MPOEnvironmentBuilder

  • full name: tenpy.networks.mpo.MPOEnvironmentBuilder

  • parent module: tenpy.networks.mpo

  • type: class

Inheritance Diagram

Inheritance diagram of tenpy.networks.mpo.MPOEnvironmentBuilder

Methods

MPOEnvironmentBuilder.__init__(H, psi)

MPOEnvironmentBuilder.init_LP_RP_iterative([...])

Construct boundary environments for periodic MPO environments.

MPOEnvironmentBuilder.test_sanity()

Sanity check, raises ValueErrors, if something is wrong.

class tenpy.networks.mpo.MPOEnvironmentBuilder(H, psi)[source]

Bases: object

Construct boundary environments for periodic MPOEnvironments.

This class implement the construction scheme from [phien2012] to construct LP[0] and RP[self.L-1] for a periodic MPOEnvironment:

|             - - > - - - - - 'vR*'
|            |          |
|   LP[0] = E[0] ->- T_H**n - 'wR' (index `j`)
|            |          |
|             - - > - - - - - 'vR'

where T_H has the structure of a corresponding MPOTransferMatrix and the limit \(n → \infty\) has to be taken.

The above equation does generally not converge to a fixpoint due to the extensive energy contribution of the Hamiltonian.

However, for an MPO H that is upper triangular up to permutations, LP[0] can be constructed iteratively in index j:

E[n+1][:,j,:] = \sum_{i<=j} E[n][:,i,:]T_H[:,i,:][:,j,:]

with:

E[n][:,j=IdL,:]=Id

The last environment E[n][:,j=IdR,:] requires solving the geometric series:

E[n+1][:,j=D-1,:] = \sum_{k=0,...,n-1} T_H[:,j,:][:,j,:]**k (C)

which is singular due to the identity and density matrix as eigenvector pair with eigenvalue 1. To avoid this,:

E[n+1][:,j=D-1,:] = c0_j + epsilon * n * Id

can be decomposed into a constant term and an extensive contribution. The latter captures the energy per site of the environment.

Here, we also generalize the scheme to higher powers of MPOs, where the environment more generally is decomposed into terms proportional to different powers of n:

LP[0] = e_0 * n**0 * LP[0][0] + e_1 * n**1 LP[0][1] + ...

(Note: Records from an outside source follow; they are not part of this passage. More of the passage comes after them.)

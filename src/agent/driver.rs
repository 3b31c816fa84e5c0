//! 推理驱动循环 - 在迭代上限内反复向推理后端索取下一步并执行工具

use super::{AgentStep, Reasoner, StepContext, ToolExchange, ToolRegistry};
use crate::error::TrendError;

/// 推理循环的执行结果
#[derive(Debug, Clone)]
pub struct AgentOutcome {
    /// 最终文本
    pub output: String,
    pub iterations_used: usize,
    /// 依次调用过的工具名称
    pub tool_calls_history: Vec<String>,
    pub scratchpad: Vec<ToolExchange>,
}

pub struct AgentDriver<'a> {
    reasoner: &'a dyn Reasoner,
    registry: &'a ToolRegistry,
    max_iterations: usize,
    verbose: bool,
}

impl<'a> AgentDriver<'a> {
    pub fn new(reasoner: &'a dyn Reasoner, registry: &'a ToolRegistry, max_iterations: usize) -> Self {
        Self {
            reasoner,
            registry,
            max_iterations,
            verbose: false,
        }
    }

    pub fn verbose(mut self, verbose: bool) -> Self {
        self.verbose = verbose;
        self
    }

    /// 执行推理循环，工具失败作为观察结果回传，不会中断循环
    pub async fn run(&self, topic: &str) -> Result<AgentOutcome, TrendError> {
        if self.verbose {
            println!(
                "   ♻️ Agent loop started, max iterations: {}",
                self.max_iterations
            );
        }

        let specs = self.registry.specs();
        let mut scratchpad: Vec<ToolExchange> = Vec::new();
        let mut tool_calls_history = Vec::new();

        for iteration in 1..=self.max_iterations {
            let ctx = StepContext {
                topic,
                tools: &specs,
                scratchpad: &scratchpad,
                iteration,
                max_iterations: self.max_iterations,
            };

            let step = self
                .reasoner
                .next_step(ctx)
                .await
                .map_err(TrendError::Reasoner)?;

            match step {
                AgentStep::Finish { output } => {
                    if output.trim().is_empty() {
                        return Err(TrendError::AgentNoOutput);
                    }
                    if self.verbose {
                        println!("   ✅ Agent finished after {} iteration(s)", iteration);
                    }
                    return Ok(AgentOutcome {
                        output,
                        iterations_used: iteration,
                        tool_calls_history,
                        scratchpad,
                    });
                }
                AgentStep::CallTool { tool, args } => {
                    if self.verbose {
                        println!("   🔧 tool called...{}@{:?}", tool, args.input);
                    }
                    tracing::debug!(iteration, tool = %tool, input = %args.input, "dispatching tool");

                    let observation = match self.registry.get(&tool) {
                        Some(handle) => match handle.call(args.clone()).await {
                            Ok(text) => text,
                            Err(e) => {
                                tracing::warn!(tool = %tool, error = %e, "tool call failed");
                                format!("Error: {}", e)
                            }
                        },
                        None => {
                            tracing::warn!(tool = %tool, "unknown tool requested");
                            format!(
                                "Error: {} is not a valid tool, try one of [{}].",
                                tool,
                                self.registry.names().join(", ")
                            )
                        }
                    };

                    tool_calls_history.push(tool.clone());
                    scratchpad.push(ToolExchange {
                        tool,
                        args,
                        observation,
                    });
                }
            }
        }

        if self.verbose {
            println!(
                "   ⚠️ Reached the iteration cap ({}), stopping",
                self.max_iterations
            );
        }
        Err(TrendError::AgentIterationExceeded {
            max_iterations: self.max_iterations,
        })
    }
}
pub mod search;
pub mod trend_report;

pub use search::{AggregatedReport, SearchRecord};
pub use trend_report::{
    MarketPotential, PriceRange, Season, StructuredTrendReport, TrendCategory,
};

The largest needed n is given by the number of identities on the diagonal of the MPO.

Todo

  • Currently, we only allow simple loops. E.g. a double loop

    Outer[j] -> A1 -> Outer[j] AND Outer[j] -> A2 -> Outer[j] is not allowed. This can in principle be adjusted by grouping nodes of the graph.

  • Currently, we assume identities along the loops. In principle, we can allow

    arbitrary operators if we compute the dominant eigenvectors explicitly.

test_sanity()[source]

Sanity check, raises ValueErrors, if something is wrong.

init_LP_RP_iterative(which='both', calc_E=False, tol_c0=None, gmres_options=None, tol_id=1e-12)[source]

Construct boundary environments for periodic MPO environments.

See class docstring for an explanation.

Parameters:
  • which ({'LP', 'RP', 'both'}) – Specifies which environments to compute.

  • tol_c0 (float | None) – Tolerance for explicitly computing the dominant left and right eigenvectors of the MPSTransferMatrix associated with self.ket, if numerical errors affect the MPS canonical form. Ignored if None. In this case uses c0=Id.

  • calc_E (bool) – Whether to return the energy. Only permitted when the expectation value scales at most linearly with system size. For higher-order scaling, expectation values must be computed via explicit contractions.

  • gmres_options (dict) – Further optional parameters passed to tenpy.linalg.krylov_based.GMRES.

  • tol_id (float) – Cycles with smaller norm are discarded.

Returns:

  • init_env_data (dict) – Dictionary with init_LP and init_RP in the same format as MPOTransferMatrix.find_init_LP_RP().

  • envs (dict of list) – All environments grouped by powers of n. envs[‘init_LP’][j]=`LP[0][j]` and envs[‘init_RP’][j]=`RP[self.L-1][j]`

  • E (float) – Energy per site, only returned if calc_E is True.